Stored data
--------------------------------------------------

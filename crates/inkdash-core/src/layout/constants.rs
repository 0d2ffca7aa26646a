//! Page geometry for the 800x480 panel.
//!
//! All y values are text baselines unless the name says otherwise.

/// Panel width in pixels.
pub const DISPLAY_WIDTH_PX: u32 = 800;

/// Panel height in pixels.
pub const DISPLAY_HEIGHT_PX: u32 = 480;

// ----------------------------------------------------------------------------
// Columns
// ----------------------------------------------------------------------------

pub(super) const LEFT_X_PX: i32 = 20;
pub(super) const DIVIDER_X_PX: i32 = 260;
pub(super) const RIGHT_X_PX: i32 = 280;
pub(super) const RIGHT_INDENT_X_PX: i32 = 290;
pub(super) const RIGHT_WIDTH_PX: u32 = DISPLAY_WIDTH_PX - RIGHT_X_PX as u32;

// ----------------------------------------------------------------------------
// Left column
// ----------------------------------------------------------------------------

pub(super) const DATE_Y_PX: i32 = 44;

pub(super) const BATTERY_X_PX: i32 = 196;
pub(super) const BATTERY_Y_PX: i32 = 26;
pub(super) const BATTERY_WIDTH_PX: u32 = 40;
pub(super) const BATTERY_HEIGHT_PX: u32 = 18;
pub(super) const BATTERY_NUB_WIDTH_PX: u32 = 3;
pub(super) const BATTERY_NUB_HEIGHT_PX: u32 = 8;
pub(super) const BATTERY_LABEL_Y_PX: i32 = 60;

pub(super) const TEMPERATURE_Y_PX: i32 = 104;
pub(super) const ICON_X_PX: i32 = 150;
pub(super) const ICON_Y_PX: i32 = 68;
pub(super) const HUMIDITY_Y_PX: i32 = 144;
pub(super) const WIND_Y_PX: i32 = 164;

pub(super) const INDOOR_HEADING_Y_PX: i32 = 204;
pub(super) const INDOOR_FIRST_ROW_Y_PX: i32 = 226;

pub(super) const HEATER_HEADING_Y_PX: i32 = 300;
pub(super) const HEATER_FIRST_ROW_Y_PX: i32 = 322;
pub(super) const HEATER_MAX_ROOMS: usize = 6;
pub(super) const HEATER_ROOM_CHARS: usize = 14;
pub(super) const HEATER_MARKER_X_PX: i32 = 232;
pub(super) const HEATER_MARKER_SIZE_PX: u32 = 10;

/// Spacing of body-font rows in the left column.
pub(super) const LEFT_ROW_STEP_PX: i32 = 20;

// ----------------------------------------------------------------------------
// Right column (calendar)
// ----------------------------------------------------------------------------

pub(super) const CALENDAR_TOP_Y_PX: i32 = 40;
/// Lowest baseline that still clears the footer band.
pub(super) const CALENDAR_BOTTOM_Y_PX: i32 = 451;
pub(super) const UNAVAILABLE_Y_PX: i32 = 60;

pub(super) const DAY_NAME_STEP_PX: i32 = 30;
pub(super) const DAY_HIGHLIGHT_ASCENT_PX: i32 = 22;
pub(super) const DAY_HIGHLIGHT_HEIGHT_PX: u32 = 28;
pub(super) const DAY_HIGHLIGHT_INSET_PX: i32 = 4;

pub(super) const DETAIL_STEP_PX: i32 = 20;
pub(super) const SECTION_HEADER_STEP_PX: i32 = 18;
pub(super) const EVENT_STEP_PX: i32 = 16;
pub(super) const LESSON_HEADER_STEP_PX: i32 = 16;
pub(super) const LESSON_STEP_PX: i32 = 14;
pub(super) const DAY_GAP_PX: i32 = 18;

/// Left edges of the two lesson columns.
pub(super) const LESSON_COLUMNS_X_PX: [i32; 2] = [290, 490];
/// Characters a lesson may use before running into the next column.
pub(super) const LESSON_CHARS: usize = 32;

// ----------------------------------------------------------------------------
// Footer
// ----------------------------------------------------------------------------

pub(super) const FOOTER_Y_PX: i32 = 455;
pub(super) const FOOTER_HEIGHT_PX: u32 = 25;
pub(super) const FOOTER_TEXT_X_PX: i32 = 10;
pub(super) const FOOTER_TEXT_Y_PX: i32 = 473;
//! Dashboard page layout.
//!
//! [`render`] turns one wake cycle's feed states into a complete page of
//! draw-ops: weather, battery, indoor air and heaters in the left column,
//! upcoming calendar days in the right column, and an error banner in the
//! footer. It never fails; anything missing is drawn with defaults and
//! tagged in the banner.

mod calendar_column;
mod constants;
mod footer;
mod left_column;
mod wifi_error;

pub use constants::{DISPLAY_HEIGHT_PX, DISPLAY_WIDTH_PX};
pub use wifi_error::{WIFI_ERROR_HELP, WIFI_ERROR_MESSAGE, wifi_error};

use alloc::vec::Vec;
use embedded_graphics::prelude::*;
use serde::{Deserialize, Serialize};

use crate::battery::{BatteryReading, DEFAULT_LOW_VOLTAGE};
use crate::draw::{Canvas, DrawOp, INK, PAPER};
use crate::feeds::{
    AirQualitySnapshot, CalendarDay, FeedKind, FeedState, HeaterStatus, WeatherSnapshot,
};
use crate::text::{DEFAULT_BANNER_MAX_CHARS, DEFAULT_TEXT_BUDGET_CHARS, ErrorBanner};
use crate::time::LocalTime;
use constants::*;

/// Calendar days shown: today and tomorrow.
pub const DEFAULT_CALENDAR_HORIZON_DAYS: usize = 2;

/// Tunables of the page layout.
#[derive(Debug, Clone, Copy, PartialEq, Serialize, Deserialize)]
#[serde(default)]
pub struct LayoutConfig {
    /// Character budget for event summaries and dinner text.
    pub text_budget_chars: usize,
    pub calendar_horizon_days: usize,
    pub banner_max_chars: usize,
    /// Below this voltage the gauge shows the low-battery label.
    pub low_battery_voltage: f32,
}

impl Default for LayoutConfig {
    fn default() -> Self {
        Self {
            text_budget_chars: DEFAULT_TEXT_BUDGET_CHARS,
            calendar_horizon_days: DEFAULT_CALENDAR_HORIZON_DAYS,
            banner_max_chars: DEFAULT_BANNER_MAX_CHARS,
            low_battery_voltage: DEFAULT_LOW_VOLTAGE,
        }
    }
}

/// Everything one page is drawn from.
#[derive(Debug, Clone)]
pub struct RenderInputs<'a> {
    /// Local time, `None` when time sync failed.
    pub now: Option<LocalTime>,
    pub weather: &'a FeedState<WeatherSnapshot>,
    pub calendar: &'a FeedState<Vec<CalendarDay>>,
    pub air_quality: &'a FeedState<AirQualitySnapshot>,
    pub heater: &'a FeedState<HeaterStatus>,
    /// Gated battery reading, `None` when no battery is present.
    pub battery: Option<BatteryReading>,
}

/// A finished page.
#[derive(Debug, Clone, PartialEq)]
pub struct RenderResult {
    pub ops: Vec<DrawOp>,
    pub errors: ErrorBanner,
}

/// Lay out the full dashboard page.
pub fn render(inputs: &RenderInputs<'_>, config: &LayoutConfig) -> RenderResult {
    let mut canvas = Canvas::new();
    let mut errors = ErrorBanner::new();

    let failed = [
        (FeedKind::Weather, inputs.weather.failure()),
        (FeedKind::Calendar, inputs.calendar.failure()),
        (FeedKind::AirQuality, inputs.air_quality.failure()),
        (FeedKind::Heater, inputs.heater.failure()),
    ];
    for (kind, err) in failed {
        if let Some(err) = err {
            log::warn!("{} feed unavailable: {}", kind.tag(), err);
            errors.push(kind.tag());
        }
    }

    canvas.clear(PAPER);

    left_column::draw_header(&mut canvas, inputs.now, inputs.battery, config);
    if let Some(weather) = model_or_default(inputs.weather) {
        left_column::draw_weather(&mut canvas, &weather);
    }
    if let Some(air) = model_or_default(inputs.air_quality) {
        left_column::draw_air_quality(&mut canvas, &air);
    }
    if let Some(heater) = model_or_default(inputs.heater) {
        left_column::draw_heaters(&mut canvas, &heater);
    }

    // Full height; the footer band, when drawn, covers the bottom end.
    canvas.line(
        Point::new(DIVIDER_X_PX, 0),
        Point::new(DIVIDER_X_PX, DISPLAY_HEIGHT_PX as i32 - 1),
        INK,
    );

    calendar_column::draw(&mut canvas, inputs.calendar, inputs.now, config);

    footer::draw(&mut canvas, &errors, config.banner_max_chars);
    canvas.flip();

    RenderResult {
        ops: canvas.into_ops(),
        errors,
    }
}

/// Model to draw for one feed; `None` omits the block (feed disabled).
fn model_or_default<T: Clone + Default>(state: &FeedState<T>) -> Option<T> {
    match state {
        FeedState::Disabled => None,
        FeedState::Failed(_) => Some(T::default()),
        FeedState::Ready(model) => Some(model.clone()),
    }
}

#[cfg(test)]
mod tests {
    use super::*;
    use crate::error::FetchError;
    use crate::time::TimeZone;
    use alloc::string::String;

    fn fixed_now() -> LocalTime {
        // Monday 2024-01-01 18:30 UTC
        LocalTime::from_unix(1_704_133_800, &TimeZone::UTC)
    }

    fn printed(ops: &[DrawOp]) -> Vec<String> {
        ops.iter().filter_map(DrawOp::text).map(String::from).collect()
    }

    #[test]
    fn test_page_is_cleared_first_and_flipped_last() {
        let disabled_w = FeedState::Disabled;
        let disabled_c = FeedState::Disabled;
        let disabled_a = FeedState::Disabled;
        let disabled_h = FeedState::Disabled;
        let inputs = RenderInputs {
            now: None,
            weather: &disabled_w,
            calendar: &disabled_c,
            air_quality: &disabled_a,
            heater: &disabled_h,
            battery: None,
        };
        let result = render(&inputs, &LayoutConfig::default());

        assert_eq!(result.ops.first(), Some(&DrawOp::Clear(PAPER)));
        assert_eq!(result.ops.last(), Some(&DrawOp::Flip));
        assert!(result.errors.is_empty());
    }

    #[test]
    fn test_divider_runs_to_the_bottom_edge() {
        let weather = FeedState::Ready(WeatherSnapshot::default());
        let disabled_c = FeedState::Disabled;
        let disabled_a = FeedState::Disabled;
        let disabled_h = FeedState::Disabled;
        let inputs = RenderInputs {
            now: Some(fixed_now()),
            weather: &weather,
            calendar: &disabled_c,
            air_quality: &disabled_a,
            heater: &disabled_h,
            battery: None,
        };
        let result = render(&inputs, &LayoutConfig::default());
        assert!(result.errors.is_empty());

        let bottom = result.ops.iter().find_map(|op| match op {
            DrawOp::DrawLine { line, .. } if line.start.x == DIVIDER_X_PX => Some(line.end),
            _ => None,
        });
        assert_eq!(bottom, Some(Point::new(DIVIDER_X_PX, 479)));
    }

    #[test]
    fn test_failed_feeds_are_tagged_in_fetch_order() {
        let weather = FeedState::Failed(FetchError::Timeout);
        let calendar = FeedState::Failed(FetchError::Http { status: 500 });
        let air = FeedState::Ready(AirQualitySnapshot::default());
        let heater = FeedState::Failed(FetchError::MalformedJson);
        let inputs = RenderInputs {
            now: Some(fixed_now()),
            weather: &weather,
            calendar: &calendar,
            air_quality: &air,
            heater: &heater,
            battery: None,
        };
        let result = render(&inputs, &LayoutConfig::default());

        assert_eq!(result.errors.tags(), ["Vaer", "Kalender", "Ovner"]);
        let text = printed(&result.ops);
        assert!(text.iter().any(|t| t == "Feil: Vaer, Kalender, Ovner"));
        // weather defaults are still drawn
        assert!(text.iter().any(|t| t == "0.0 C"));
    }
}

--------------------------------------------------

◆ **WHAT YOU ARE ASKED TO DO**
Using the data above, print exactly the lines from the line that contains "pub(super) const DIVIDER_X_PX: i32 = 260;" through the line that contains "pub(super) const HUMIDITY_Y_PX: i32 = 144;", with both included.

◆ **EXERCISE ANSWER**
pub(super) const DIVIDER_X_PX: i32 = 260;
pub(super) const RIGHT_X_PX: i32 = 280;
pub(super) const RIGHT_INDENT_X_PX: i32 = 290;
pub(super) const RIGHT_WIDTH_PX: u32 = DISPLAY_WIDTH_PX - RIGHT_X_PX as u32;

// ----------------------------------------------------------------------------
// Left column
// ----------------------------------------------------------------------------

pub(super) const DATE_Y_PX: i32 = 44;

pub(super) const BATTERY_X_PX: i32 = 196;
pub(super) const BATTERY_Y_PX: i32 = 26;
pub(super) const BATTERY_WIDTH_PX: u32 = 40;
pub(super) const BATTERY_HEIGHT_PX: u32 = 18;
pub(super) const BATTERY_NUB_WIDTH_PX: u32 = 3;
pub(super) const BATTERY_NUB_HEIGHT_PX: u32 = 8;
pub(super) const BATTERY_LABEL_Y_PX: i32 = 60;

pub(super) const TEMPERATURE_Y_PX: i32 = 104;
pub(super) const ICON_X_PX: i32 = 150;
pub(super) const ICON_Y_PX: i32 = 68;
pub(super) const HUMIDITY_Y_PX: i32 = 144;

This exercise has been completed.